Locust Pose or Shalabhasana

Shalabhasana

[sha-la-BAHS-anna]

Shalabhasana means locust. This posture resembles a locust eating with its head down and its tail up. Locusts are known for their power, energy, and ability to take great leaps.

Benefits of Locust Pose

  • Massages the internal organs, aiding digestion and elimination.
  • Stretches the muscles on the front side of the body, releasing physical tension.
  • Opens the endocrine system.

Contraindications

  • People suffering from high blood pressure or heart disease may need to avoid this pose.
  • Stroke victims may also need to avoid this asana — anything that increases pressure in the neck and head could be problematic.
  • Prenatal students should avoid lying in a prone position.

Step-by-Step

  • Lie prone on your stomach. Breathe into your belly.
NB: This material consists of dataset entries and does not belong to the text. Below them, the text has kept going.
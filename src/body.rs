use chrono::{DateTime, Utc};

use crate::angles::{horizontal_from_equatorial, sub_point};
use crate::error::EphemerisResult;
use crate::time::gmst;
use crate::types::{Body, EquatorialCoordinates, GeographicPosition, HorizontalPosition};
use crate::{moon, sun};

impl Body {
    pub fn equatorial(&self, utc: &DateTime<Utc>) -> EphemerisResult<EquatorialCoordinates> {
        match self {
            Body::Sun => sun::equatorial_coordinates(utc),
            Body::Moon => moon::equatorial_at(utc),
        }
    }

    pub fn sub_point(&self, utc: &DateTime<Utc>) -> EphemerisResult<GeographicPosition> {
        sub_point(&self.equatorial(utc)?, gmst(utc)?)
    }

    pub fn horizontal(
        &self,
        observer: &GeographicPosition,
        utc: &DateTime<Utc>,
    ) -> EphemerisResult<HorizontalPosition> {
        horizontal_from_equatorial(observer, &self.equatorial(utc)?, gmst(utc)?)
    }
}
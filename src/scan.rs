use log::trace;

use crate::error::EphemerisResult;

pub const MINUTES_PER_DAY: u32 = 1440;

/// First upward and downward zero crossings, in minutes from the start of
/// the window.
#[derive(Debug, Clone, Copy, PartialEq, Default)]
pub struct Crossings {
    pub rising: Option<f64>,
    pub setting: Option<f64>,
}

impl Crossings {
    pub fn is_complete(&self) -> bool {
        self.rising.is_some() && self.setting.is_some()
    }
}

pub fn intervals_per_day(step_minutes: u32) -> u32 {
    MINUTES_PER_DAY.div_ceil(step_minutes.max(1))
}

/// Sample offsets covering [0, 1440] inclusive. The last step is shortened
/// when `step_minutes` does not divide a day.
pub fn sample_minutes(step_minutes: u32) -> impl Iterator<Item = u32> {
    let step = step_minutes.max(1);
    (0..=intervals_per_day(step)).map(move |k| (k * step).min(MINUTES_PER_DAY))
}

/// Position of the zero of the line through `(t1, v1)` and `(t2, v2)`.
pub fn interpolate_zero(t1: f64, v1: f64, t2: f64, v2: f64) -> f64 {
    let fraction = v1 / (v1 - v2);
    t1 + fraction * (t2 - t1)
}

/// Walk the window and report the first rising and first setting crossing
/// of `value_at`. A rise is negative to non-negative, a set is positive to
/// non-positive. Sampling stops once both are found.
pub fn first_crossings<F>(step_minutes: u32, mut value_at: F) -> EphemerisResult<Crossings>
where
    F: FnMut(u32) -> EphemerisResult<f64>,
{
    let mut crossings = Crossings::default();
    let mut previous: Option<(u32, f64)> = None;

    for minute in sample_minutes(step_minutes) {
        let value = value_at(minute)?;
        trace!("sample minute={} value={:.4}", minute, value);

        if let Some((m1, v1)) = previous {
            let (t1, t2) = (m1 as f64, minute as f64);
            if crossings.rising.is_none() && v1 < 0.0 && value >= 0.0 {
                crossings.rising = Some(interpolate_zero(t1, v1, t2, value));
            } else if crossings.setting.is_none() && v1 > 0.0 && value <= 0.0 {
                crossings.setting = Some(interpolate_zero(t1, v1, t2, value));
            }
            if crossings.is_complete() {
                break;
            }
        }
        previous = Some((minute, value));
    }
    Ok(crossings)
}

#[cfg(test)]
mod tests {
    use super::*;

    #[test]
    fn samples_include_both_ends() {
        let one: Vec<u32> = sample_minutes(1).collect();
        assert_eq!(one.len(), 1441);
        assert_eq!(one.first(), Some(&0));
        assert_eq!(one.last(), Some(&1440));

        let seven: Vec<u32> = sample_minutes(7).collect();
        assert_eq!(seven.last(), Some(&1440));
        assert_eq!(seven[seven.len() - 2], 1435);
    }

    #[test]
    fn zero_step_behaves_like_one_minute() {
        assert_eq!(sample_minutes(0).count(), 1441);
    }

    #[test]
    fn interpolation_is_linear() {
        assert!((interpolate_zero(10.0, -1.0, 11.0, 3.0) - 10.25).abs() < 1e-12);
    }

    #[test]
    fn finds_first_rise_and_set_of_a_sine() {
        // Period of 12 hours: rises at 0+, sets at 360, rises again at 720.
        let crossings = first_crossings(1, |m| {
            Ok((m as f64 / 720.0 * std::f64::consts::TAU - 0.001).sin())
        })
        .unwrap();
        let rising = crossings.rising.unwrap();
        let setting = crossings.setting.unwrap();
        assert!(rising < 1.0, "rising={}", rising);
        assert!((setting - 360.0).abs() < 0.5, "setting={}", setting);
    }

    #[test]
    fn stops_after_both_crossings() {
        let mut evaluations = 0;
        first_crossings(1, |m| {
            evaluations += 1;
            Ok(if (100..200).contains(&m) { 1.0 } else { -1.0 })
        })
        .unwrap();
        assert_eq!(evaluations, 201);
    }

    #[test]
    fn no_crossing_when_always_positive() {
        let crossings = first_crossings(5, |_| Ok(10.0)).unwrap();
        assert_eq!(crossings, Crossings::default());
    }
}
Notice the connection between the front side of your body and the earth.
  • Bring your arms out to the sides of your body at about a 45° angle.
  • Lift your arms, shoulders, head, and legs on an inhale and lower on an exhale.
  • Start at the top of the cervical spine to lift your head, neck, shoulders and chest.
  • When lifting the lower back, start at the tailbone and move from the base to the middle.
  • Lengthen the crown of your head away from your toes.
  • Pressing the pubic bone and hip flexors down into the mat.
  • Ensure that your neck stays long and does not bend too much. The neck should merely complete the arc of the rest of the spine.
  • Ensure that the sacrum stays wide and does not hold too much tension as you extend the spine.
  • Feel your heart lifting on each inhale.
  • Enjoy a sense of expansion on all sides of your body.